Environmental policies can impact power-system reliability through the types of technologies that are promoted. For example, the intermittence of VRE, e.g., wind, can pose a significant challenge to the operations of the power system. An ISO may launch a new market, such as the CAISO Flexible Ramping Product,Footnote 5 in order to enhance the flexibility of the system when facing variation of output from wind. In this context, [45] consider ramping charges to mitigate strategic behaviour by a merchant storage investor (M2), while [46] address ramp-rate withholding (M1). Stylised models in the spirit of M2 also tackle market power in electricity markets when environmental policy is taken as exogenous. Focusing on the Swedish RPS scheme, [47] show that the exercise of market power à la Cournot would cause both electricity and REC prices to soar. In order to mitigate this impact of market power, they propose allowing producers from neighbouring countries to participate in the Swedish RPS. Demonstrating a paradoxical result due to the imposition of a CO\(_2\) tax, [48] uses a closed-loop Cournot model of a two-node network with a single transmission line. Absent a CO\(_2\) tax, the coal plant exports power to the node with the gas-fired plant, thereby congesting the line. In effect, each plant behaves as a monopolist at its node while anticipating the ISO’s optimal dispatch. Thus, each plant solves a bi-level problem, which can be reformulated as a mathematical program with equilibrium constraints (MPEC). Together, the plants’ MPECs comprise an equilibrium problem with equilibrium constraints (EPEC). When an exogenous CO\(_2\) tax is introduced, it increases the effective marginal cost of generation of the coal plant by more than it does the gas plant’s. Consequently, the line becomes uncongested, and the gas plant actually increases its generation, thereby leading to an overall increase in CO\(_2\) emissions. Although the finding appears counterintuitive, it can be explained by the fact that the CO\(_2\) tax converts two monopolies into a duopoly, i.e., alleviating producers’ market power. Hence, environmental policy needs to be designed with care in the presence of market power and network constraints.

Carbon Leakage Stemming from Environmental Policy (A2)

Sub-regional climate policy has been a concern to policymakers as climate-change impacts go beyond local jurisdictional boundaries. The implementation of sub-regional policies creates perverse incentives for polluting generators located in unregulated regions within the same power market to ramp up their output, thereby causing the emission-leakage problem. In essence, polluting producers in unregulated regions are enticed by the ensuing high electricity price in the regulated region. Thus, they stymie the emission-reduction efforts of the regulated region. For example, if the regulated region reduces its own emissions by 100 t but the (partial-coverage) C &T policy induces the unregulated region’s emissions to increase by 10 t, then so-called relative leakage of 10% occurs.

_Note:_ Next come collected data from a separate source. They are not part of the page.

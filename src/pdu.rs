//! Request builder: constructs RTU/TCP request frames and the expected
//! "echo" PDU for write commands, per the framing rules in the component
//! design.

use crate::constants::{FC_WRITE_MULTIPLE_REGISTERS, FC_WRITE_SINGLE_COIL, MBAP_HEADER_LEN};
use crate::crc::append_crc;
use crate::error::{ModbusError, ModbusResult};
use tracing::debug;

/// The fixed vendor-specific payload function code 16 emits in the source,
/// preserved verbatim per design-note decision #1: `(59492, 3, 8, 47368)`.
/// The `value_to_write` argument the caller supplies is ignored when this
/// path is used.
pub const FC16_VENDOR_FIXED_PAYLOAD: [u16; 4] = [59492, 3, 8, 47368];

/// Which wire framing a request packet should use.
#[derive(Debug, Clone, Copy, PartialEq, Eq)]
pub enum Framing {
    Rtu,
    Tcp,
}

/// A constructed request, plus (for write commands) the PDU bytes the
/// response must echo back verbatim.
#[derive(Debug, Clone, PartialEq)]
pub struct RequestPacket {
    pub bytes: Vec<u8>,
    pub expected_echo: Option<Vec<u8>>,
}

/// Build the PDU body (function + address + argument), shared between RTU
/// and TCP framing — only the envelope differs.
fn build_pdu_body(func: u8, start_reg: u16, arg: u16) -> ModbusResult<Vec<u8>> {
    let mut body = vec![func, (start_reg >> 8) as u8, (start_reg & 0xFF) as u8];
    if func == FC_WRITE_SINGLE_COIL {
        match arg {
            1 => body.extend_from_slice(&[0xFF, 0x00]),
            0 => body.extend_from_slice(&[0x00, 0x00]),
            other => {
                return Err(ModbusError::InvalidValue {
                    message: format!("coil write value must be 0 or 1, got {other}"),
                })
            }
        }
    } else {
        body.extend_from_slice(&[(arg >> 8) as u8, (arg & 0xFF) as u8]);
    }
    Ok(body)
}

/// Build a request frame for any function except 16.
///
/// `arg` is the register/coil count for reads, or the value to write for
/// functions 5/6.
pub fn build_request(
    framing: Framing,
    device_id: u8,
    func: u8,
    start_reg: u16,
    arg: u16,
) -> ModbusResult<RequestPacket> {
    let body = build_pdu_body(func, start_reg, arg)?;
    let mut pdu = vec![device_id];
    pdu.extend_from_slice(&body);

    let packet = match framing {
        Framing::Rtu => {
            let mut frame = pdu.clone();
            append_crc(&mut frame);
            debug!(?frame, "built RTU request frame");
            frame
        }
        Framing::Tcp => {
            let len = pdu.len() as u16; // unit id + PDU; the length field itself is not counted
            let mut frame = vec![0u8; MBAP_HEADER_LEN];
            frame[4] = (len >> 8) as u8;
            frame[5] = (len & 0xFF) as u8;
            frame.extend_from_slice(&pdu);
            debug!(?frame, "built TCP request frame");
            frame
        }
    };

    let is_write = matches!(func, 5 | 6);
    let expected_echo = if is_write { Some(pdu) } else { None };

    Ok(RequestPacket {
        bytes: packet,
        expected_echo,
    })
}

/// Build a write-multiple-registers (function 16) request from a
/// user-supplied array of register values — the "proper" API called for by
/// design-note decision #1.
pub fn build_fc16_pdu(
    framing: Framing,
    device_id: u8,
    start_reg: u16,
    values: &[u16],
) -> RequestPacket {
    build_fc16_from_registers(framing, device_id, start_reg, values)
}

/// Build the function-16 request using the source's hard-coded vendor setup
/// payload, ignoring any caller-supplied value. Reproduced verbatim per
/// design-note decision #1 and kept separate from [`build_fc16_pdu`] so
/// callers must opt into the historical behavior explicitly.
pub fn build_fc16_fixed_pdu(framing: Framing, device_id: u8, start_reg: u16) -> RequestPacket {
    build_fc16_from_registers(framing, device_id, start_reg, &FC16_VENDOR_FIXED_PAYLOAD)
}

fn build_fc16_from_registers(
    framing: Framing,
    device_id: u8,
    start_reg: u16,
    values: &[u16],
) -> RequestPacket {
    let count = values.len() as u16;
    let byte_count = (values.len() * 2) as u8;

    let mut pdu = vec![
        device_id,
        FC_WRITE_MULTIPLE_REGISTERS,
        (start_reg >> 8) as u8,
        (start_reg & 0xFF) as u8,
        (count >> 8) as u8,
        (count & 0xFF) as u8,
        byte_count,
    ];
    for &v in values {
        pdu.extend_from_slice(&[(v >> 8) as u8, (v & 0xFF) as u8]);
    }

    let bytes = match framing {
        Framing::Rtu => {
            let mut frame = pdu.clone();
            append_crc(&mut frame);
            frame
        }
        Framing::Tcp => {
            let len = pdu.len() as u16; // unit id + PDU; the length field itself is not counted
            let mut frame = vec![0u8; MBAP_HEADER_LEN];
            frame[4] = (len >> 8) as u8;
            frame[5] = (len & 0xFF) as u8;
            frame.extend_from_slice(&pdu);
            frame
        }
    };

    // The echo for FC16 is the first 6 bytes after the device id (device,
    // func, addr_hi, addr_lo, count_hi, count_lo) — the server does not
    // echo the written values back.
    let expected_echo = Some(pdu[..7.min(pdu.len())].to_vec());

    RequestPacket { bytes, expected_echo }
}

/// Expected response length in bytes, per the component design's table:
/// RTU reads are `5 + ceil(num_regs/8)` for coil/discrete-input functions,
/// else `5 + 2*num_regs`; writes are always `8`.
pub fn expected_response_length(func: u8, num_regs: usize) -> usize {
    match func {
        1 | 2 => 5 + num_regs.div_ceil(8),
        5 | 6 | 16 => 8,
        _ => 5 + 2 * num_regs,
    }
}

#[cfg(test)]
mod tests {
    use super::*;

    #[test]
    fn read_holding_rtu_frame() {
        let packet = build_request(Framing::Rtu, 1, 3, 0, 1).unwrap();
        assert_eq!(packet.bytes, vec![0x01, 0x03, 0x00, 0x00, 0x00, 0x01, 0x84, 0x0A]);
        assert!(packet.expected_echo.is_none());
    }

    #[test]
    fn write_single_coil_on_encodes_ff00() {
        let packet = build_request(Framing::Rtu, 1, 5, 10, 1).unwrap();
        assert_eq!(packet.bytes[4..6], [0xFF, 0x00]);
    }

    #[test]
    fn write_single_coil_rejects_non_bool_value() {
        let err = build_request(Framing::Rtu, 1, 5, 10, 2).unwrap_err();
        assert_eq!(err.code(), 3);
    }

    #[test]
    fn write_single_register_echo_matches_pdu() {
        let packet = build_request(Framing::Rtu, 1, 6, 0, 42).unwrap();
        let echo = packet.expected_echo.unwrap();
        assert_eq!(echo, vec![0x01, 0x06, 0x00, 0x00, 0x00, 42]);
    }

    #[test]
    fn tcp_frame_length_field_excludes_mbap_header() {
        let packet = build_request(Framing::Tcp, 1, 3, 0, 1).unwrap();
        // frame = [0,0,0,0,len_hi,len_lo, pdu...]
        let len = u16::from_be_bytes([packet.bytes[4], packet.bytes[5]]) as usize;
        assert_eq!(len, packet.bytes.len() - 6);
    }

    #[test]
    fn fc16_fixed_payload_matches_vendor_setup() {
        let packet = build_fc16_fixed_pdu(Framing::Rtu, 1, 100);
        // function, addr_hi, addr_lo, count_hi, count_lo, byte_count, then 4 regs
        assert_eq!(packet.bytes[1], FC_WRITE_MULTIPLE_REGISTERS);
        assert_eq!(packet.bytes[6], 8); // byte_count = 4 regs * 2
    }

    #[test]
    fn expected_response_length_matches_table() {
        assert_eq!(expected_response_length(1, 10), 5 + 2);
        assert_eq!(expected_response_length(3, 1), 7);
        assert_eq!(expected_response_length(6, 0), 8);
    }
}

[49] studies this issue in the RGGI context by formulating a least-cost economic dispatch model of type M1 to quantify the extent of emission leakage under different levels of carbon prices. The findings are also supported by empirical work [50]. Using a bottom-up equilibrium approach (M1) to probe the interface between EU ETS and non-ETS countries in the South-East Europe Regional Electricity Market (SEE-REM), [51] find relative leakage rates between 6.3% (for an ETS price of €50/t) and 40.5% (for an ETS price of €10/t). In other words, a low ETS price would lead to high relative leakage because of the ramping up of polluting generation in non-ETS countries. Subsequent increases to the ETS price would attract incrementally more non-ETS polluting generation until it had exhausted capacity to respond to the ETS price. Thus, the rate of relative leakage decreases as the ETS price increases. Moreover, greater hydropower availability may actually increase emissions in the ETS part of SEE-REM by lowering the electricity price and boosting consumption.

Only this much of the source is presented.